Can inconsistent Blues learn Ivor’s oldest lesson?
Last updated 13:34, Monday, 06 October 2008
A couple of years ago, I journeyed to Bath to interview the former United manager Ivor Powell and the old man quickly set out the five principles which have held strong through a coaching career which he maintains today at the age of 92.
“Aggression... determination... will-to-win... work-rate... and consistency of performance,” he said, thumping the table. It’s number five which has lately been absent from Carlisle’s work, and this needs to be grasped by the men of influence at Brunton Park as they attempt to tackle the dry rot of recent defeats.
Leaping up from the manhole this week has been the veteran cliché which emerges any time a team is toiling for better results. First, from Michael Bridges: “It’s three defeats in a row, so we need to find a scrappy win somewhere.” And from John Ward: “I’d be happy to play not very well and win. Nobody pats you on the back for playing well and getting beat.”
Few complaints, granted, will rumble around United’s stadium this afternoon if Tranmere are impaled by a scrambled goal or a dose of outrageous fortune at the end of a dismal display.
But it has to be nothing less than pure mythology to suggest that a sequence of struggle can only be halted with something grinding and unappealing to the eye.
Instead of whistling rather hopefully in the dark, would it not be better to aspire, from the very start, towards a clean and coherent pattern of play and try to win attractively every week? One of the game’s oldest lessons is that you climb the table and retain a high position over the season by setting down a body of work which holds more or less from one match to the next.

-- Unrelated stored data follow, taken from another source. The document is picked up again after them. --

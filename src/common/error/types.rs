//! Unified error types for chartdeck.
use thiserror::Error;

/// Main error type for chartdeck operations.
#[derive(Error, Debug)]
pub enum Error {
    /// IO error
    #[error("IO error: {0}")]
    Io(#[from] std::io::Error),

    /// Error raised while writing the presentation package
    #[error("Presentation error: {0}")]
    Presentation(String),

    /// Invalid or unsupported image data
    #[error("Invalid image: {0}")]
    InvalidImage(String),

    /// A figure could not be rendered
    #[error("Render error: {0}")]
    Render(String),

    /// Invalid slide geometry
    #[error("Invalid layout: {0}")]
    InvalidLayout(String),

    /// Configuration could not be read or parsed
    #[error("Config error: {0}")]
    Config(String),

    /// ZIP archive error
    #[error("ZIP error: {0}")]
    ZipError(String),
}

/// Result type for chartdeck operations.
pub type Result<T> = std::result::Result<T, Error>;
//! Chart deck construction.
//!
//! [`DeckExporter`] owns a presentation and adds the two kinds of slides a
//! chart deck is made of: a title slide with a gradient background and image
//! slides that center one chart below a title band. Geometry lives in
//! [`layout`], colors and fonts in [`theme`].
//!
//! ```rust,no_run
//! use chartdeck::deck::{DeckExporter, Theme};
//!
//! # fn main() -> chartdeck::Result<()> {
//! let mut deck = DeckExporter::new(Theme::default());
//! deck.add_title_slide("Performance", Some("Generated on March 05, 2024"));
//! deck.add_image_slide("chart_0.png", Some("Performance - Chart 1"))?;
//! std::fs::write("Performance.pptx", deck.save()?)?;
//! # Ok(())
//! # }
//! ```

mod exporter;
pub mod layout;
pub mod theme;

pub use exporter::DeckExporter;
pub use layout::{DeckLayout, ImageSlideParams, Rect, TitleSlideParams};
pub use theme::{Palette, Theme};
//! chartdeck CLI: render chart figures and assemble them into a .pptx deck.

use anyhow::{Context, bail};
use chartdeck::config::ExportConfig;
use chartdeck::export::{create_ppt_from_images, download_file_name};
use chartdeck::render::{Figure, parse_column};
use chrono::Local;
use clap::{Parser, Subcommand};
use std::path::{Path, PathBuf};
use tracing::info;

#[derive(Parser)]
#[command(
    name = "chartdeck",
    version = env!("CARGO_PKG_VERSION"),
    about = "Render charts into a PowerPoint deck"
)]
struct Cli {
    /// YAML configuration file
    #[arg(short, long, global = true, default_value = "chartdeck.yaml")]
    config: PathBuf,

    #[command(subcommand)]
    command: Command,
}

#[derive(Subcommand)]
enum Command {
    /// Render figure files and build a deck from them
    Export {
        /// Deck title, overrides the configuration
        #[arg(short, long)]
        page_name: Option<String>,

        /// Output directory, overrides the configuration
        #[arg(short, long)]
        out: Option<PathBuf>,

        /// JSON files, each holding one column of figures
        #[arg(required = true)]
        figures: Vec<PathBuf>,
    },
    /// Build a deck from existing images
    Images {
        #[arg(short, long)]
        page_name: Option<String>,

        /// Output file, `<page name>_Charts_<timestamp>.pptx` when omitted
        #[arg(short, long)]
        out: Option<PathBuf>,

        #[arg(required = true)]
        images: Vec<PathBuf>,
    },
    /// Print the default configuration
    DefaultConfig,
}

fn read_columns(paths: &[PathBuf]) -> anyhow::Result<Vec<Vec<Figure>>> {
    paths
        .iter()
        .map(|path| {
            let json = std::fs::read_to_string(path)
                .with_context(|| format!("reading {}", path.display()))?;
            parse_column(&json).with_context(|| format!("parsing {}", path.display()))
        })
        .collect()
}

fn output_dir(out: Option<PathBuf>, config: &ExportConfig) -> PathBuf {
    out.or_else(|| config.output_dir.clone())
        .unwrap_or_else(|| PathBuf::from("."))
}

#[cfg(feature = "raster")]
fn export(
    config: ExportConfig,
    columns: &[Vec<Figure>],
    out_dir: &Path,
) -> anyhow::Result<PathBuf> {
    use chartdeck::export::ExportPipeline;
    use chartdeck::render::RasterRenderer;

    let pipeline = ExportPipeline::new(RasterRenderer::new(), config);
    let artifact = pipeline.run(columns)?;
    info!(
        prepared = artifact.prepared,
        total = artifact.total,
        "Prepared {}/{} charts",
        artifact.prepared,
        artifact.total
    );
    Ok(artifact.write_to_dir(out_dir)?)
}

#[cfg(not(feature = "raster"))]
fn export(
    _config: ExportConfig,
    _columns: &[Vec<Figure>],
    _out_dir: &Path,
) -> anyhow::Result<PathBuf> {
    bail!("chartdeck was built without the `raster` feature; use `chartdeck images` instead")
}

fn main() -> anyhow::Result<()> {
    tracing_subscriber::fmt()
        .with_env_filter(
            tracing_subscriber::EnvFilter::try_from_default_env()
                .unwrap_or_else(|_| "chartdeck=info".into()),
        )
        .init();

    let cli = Cli::parse();

    match cli.command {
        Command::Export {
            page_name,
            out,
            figures,
        } => {
            let mut config = ExportConfig::load(&cli.config)?;
            if let Some(page_name) = page_name {
                config.page_name = page_name;
            }
            let out_dir = output_dir(out, &config);
            let columns = read_columns(&figures)?;

            let path = export(config, &columns, &out_dir)?;
            println!("{}", path.display());
        },
        Command::Images {
            page_name,
            out,
            images,
        } => {
            let mut config = ExportConfig::load(&cli.config)?;
            if let Some(page_name) = page_name {
                config.page_name = page_name;
            }
            if let Some(missing) = images.iter().find(|p| !p.exists()) {
                bail!("image not found: {}", missing.display());
            }

            let now = Local::now().naive_local();
            let slots: Vec<Option<PathBuf>> = images.into_iter().map(Some).collect();
            let bytes = create_ppt_from_images(
                &slots,
                &config.page_name,
                &config.theme,
                &config.layout,
                now,
            )?;

            let path = match out {
                Some(path) => path,
                None => output_dir(None, &config).join(download_file_name(&config.page_name, now)),
            };
            std::fs::write(&path, &bytes).with_context(|| format!("writing {}", path.display()))?;
            info!(path = %path.display(), slides = slots.len() + 1, "deck written");
            println!("{}", path.display());
        },
        Command::DefaultConfig => {
            print!("{}", ExportConfig::default().to_yaml_string()?);
        },
    }

    Ok(())
}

Would it not, then, have been more encouraging this week to hear louder talk of jerking standards up from last Saturday’s mainly bereft outing at Walsall, rather than the automatic reaching out for a spin in fortune, a stroke of favourable luck?
Fact one: Ward now has at his disposal one of the broadest bases of talent seen at Brunton Park for some time. Fact two: drawing a consistent string of performances from this able collective has so far eluded the manager this season.
What United did in the early weeks of their campaign was deliver a brisk unbeaten run based on spirit, diligence and, occasionally, an impressive greed around their rivals’ penalty area. What they didn’t do – and it is starting to bite, just now – is lace together one persuasive display after another, and assemble the sort of run of reliable form which has carried such as Leicester, Oldham, Scunthorpe and Leeds into the platinum positions in League One as of today.
Not easy, it’s been said, when you consider a detectable improvement across a division which contains several wealthier units than Carlisle. And if United’s recent efforts have jarred to the extent that major selection changes are likely today, at least Ward has been setting out his teams with the admirable ethic of attacking at pace down the wings; not something that goes down as a regular feature of the entertainment at Brunton Park down the years.
A couple of suspicions linger, however. If such a daring 4-4-2 system has pinpointed some of Carlisle’s strengths, such as the lacerating pace of Simon Hackney, might it also have exposed some of their limitations (namely, finding a creative Plan B when opponents stifle their wing men, as Walsall did)?
And if such as Bridges and Jennison Myrie-Williams are to be whistled into the team for the first time this afternoon, with the additional possibility of strategical tinkering, does this not say – with respect – that we are starting more or less from scratch again in the first week of October?
Maybe it’s as simple as certain individuals dipping below previous standards, in which case Ward is perfectly entitled to reach for the toolkit and make the necessary alterations. But those alterations need to be made with a long and demanding campaign in mind, not as a way of jump-starting the vehicle in the hope it will rumble back into life for a few more miles until the process has to happen again.
Not yet this term have we been able to pause the screen and point to the display which defines Carlisle United in 2008/9. That alone hollers inconsistency. These thoughts need to be erased by mid-autumn if their season is to hold the promise of betterthings than last spring’s play-off decline.
The scrappiest of wins today might help, briefly. But it’s only by practising what Powell preaches that the dry rot can be removed from the building for good.